//! The common message header shared by every request and reply frame.
//!
//! Requests:
//!
//! ```text
//! byte 0..2   function specific
//! byte 2      ChainOffset (dwords, 0 = no chain)
//! byte 3      Function
//! byte 4..7   function specific
//! byte 7      MsgFlags
//! byte 8..12  MsgContext (echoed back verbatim by the IOC)
//! ```
//!
//! Replies replace `ChainOffset` with `MsgLength` (dwords) and, for every reply that follows the
//! default layout, carry `IOCStatus` at 14..16 and `IOCLogInfo` at 16..20.

use bitflags::bitflags;

use crate::WireError;

pub const CHAIN_OFFSET_BYTE: usize = 2;
pub const MSG_LENGTH_BYTE: usize = 2;
pub const FUNCTION_BYTE: usize = 3;
pub const MSG_FLAGS_BYTE: usize = 7;
pub const MSG_CONTEXT_OFFSET: usize = 8;
pub const IOC_STATUS_OFFSET: usize = 14;
pub const IOC_LOG_INFO_OFFSET: usize = 16;

/// Size of the default reply (header + status + log info).
pub const DEFAULT_REPLY_SIZE: usize = 20;

/// Message function codes.
#[derive(Debug, Clone, Copy, PartialEq, Eq, Hash)]
#[repr(u8)]
pub enum Function {
    ScsiIoRequest = 0x00,
    ScsiTaskMgmt = 0x01,
    IocInit = 0x02,
    IocFacts = 0x03,
    Config = 0x04,
    PortFacts = 0x05,
    PortEnable = 0x06,
    EventNotification = 0x07,
    EventAck = 0x08,
    FwDownload = 0x09,
    TargetCmdBufferPost = 0x0a,
    TargetAssist = 0x0b,
    TargetStatusSend = 0x0c,
    TargetModeAbort = 0x0d,
    FwUpload = 0x12,
    RaidAction = 0x15,
    RaidScsiIoPassthrough = 0x16,
    Toolbox = 0x17,
    SmpPassthrough = 0x1a,
    SasIoUnitControl = 0x1b,
    LanSend = 0x20,
    LanReceive = 0x21,
    LanReset = 0x22,
}

impl Function {
    pub fn from_u8(v: u8) -> Option<Self> {
        Some(match v {
            0x00 => Self::ScsiIoRequest,
            0x01 => Self::ScsiTaskMgmt,
            0x02 => Self::IocInit,
            0x03 => Self::IocFacts,
            0x04 => Self::Config,
            0x05 => Self::PortFacts,
            0x06 => Self::PortEnable,
            0x07 => Self::EventNotification,
            0x08 => Self::EventAck,
            0x09 => Self::FwDownload,
            0x0a => Self::TargetCmdBufferPost,
            0x0b => Self::TargetAssist,
            0x0c => Self::TargetStatusSend,
            0x0d => Self::TargetModeAbort,
            0x12 => Self::FwUpload,
            0x15 => Self::RaidAction,
            0x16 => Self::RaidScsiIoPassthrough,
            0x17 => Self::Toolbox,
            0x1a => Self::SmpPassthrough,
            0x1b => Self::SasIoUnitControl,
            0x20 => Self::LanSend,
            0x21 => Self::LanReceive,
            0x22 => Self::LanReset,
            _ => return None,
        })
    }
}

bitflags! {
    /// `MsgFlags` byte of the common header.
    #[derive(Debug, Copy, Clone, PartialEq, Eq, Hash, Default)]
    pub struct MsgFlags: u8 {
        /// On replies: more replies will follow for the same request frame.
        const CONTINUATION_REPLY = 0x80;
    }
}

/// The 32-bit context carried in every message and echoed back in its reply.
///
/// The low 16 bits hold the request frame index, bits 16..24 the callback index of the consumer
/// that owns the frame.
#[derive(Debug, Clone, Copy, PartialEq, Eq, Hash, Default)]
pub struct MsgContext {
    pub req_idx: u16,
    pub cb_idx: u8,
}

impl MsgContext {
    pub const fn new(req_idx: u16, cb_idx: u8) -> Self {
        MsgContext { req_idx, cb_idx }
    }

    pub const fn to_u32(self) -> u32 {
        (self.req_idx as u32) | ((self.cb_idx as u32) << 16)
    }

    pub const fn from_u32(raw: u32) -> Self {
        MsgContext {
            req_idx: (raw & 0xffff) as u16,
            cb_idx: ((raw >> 16) & 0xff) as u8,
        }
    }
}

pub(crate) fn ensure_len(buf: &[u8], need: usize) -> Result<(), WireError> {
    if buf.len() < need {
        return Err(WireError::Truncated {
            need,
            have: buf.len(),
        });
    }
    Ok(())
}

pub(crate) fn read_u16(buf: &[u8], off: usize) -> u16 {
    u16::from_le_bytes([buf[off], buf[off + 1]])
}

pub(crate) fn read_u32(buf: &[u8], off: usize) -> u32 {
    u32::from_le_bytes([buf[off], buf[off + 1], buf[off + 2], buf[off + 3]])
}

pub(crate) fn write_u16(buf: &mut [u8], off: usize, v: u16) {
    buf[off..off + 2].copy_from_slice(&v.to_le_bytes());
}

pub(crate) fn write_u32(buf: &mut [u8], off: usize, v: u32) {
    buf[off..off + 4].copy_from_slice(&v.to_le_bytes());
}

/// Reads the function byte of a request or reply, if the buffer is long enough.
pub fn peek_function(buf: &[u8]) -> Option<u8> {
    buf.get(FUNCTION_BYTE).copied()
}

/// Reads `MsgContext` from a request or reply.
pub fn peek_context(buf: &[u8]) -> Result<MsgContext, WireError> {
    ensure_len(buf, MSG_CONTEXT_OFFSET + 4)?;
    Ok(MsgContext::from_u32(read_u32(buf, MSG_CONTEXT_OFFSET)))
}

/// Overwrites `MsgContext` in a request frame.
pub fn stamp_context(buf: &mut [u8], ctx: MsgContext) {
    write_u32(buf, MSG_CONTEXT_OFFSET, ctx.to_u32());
}

/// Writes the request `ChainOffset` byte (in dwords).
pub fn set_chain_offset(buf: &mut [u8], dwords: u8) {
    buf[CHAIN_OFFSET_BYTE] = dwords;
}

/// Reply length in bytes, decoded from `MsgLength`.
pub fn reply_length_bytes(buf: &[u8]) -> Result<usize, WireError> {
    ensure_len(buf, MSG_LENGTH_BYTE + 1)?;
    Ok(buf[MSG_LENGTH_BYTE] as usize * 4)
}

+++

Scan the data for the string "TargetStatusSend" and copy each line in which it occurs.

    TargetStatusSend = 0x0c,
            0x0c => Self::TargetStatusSend,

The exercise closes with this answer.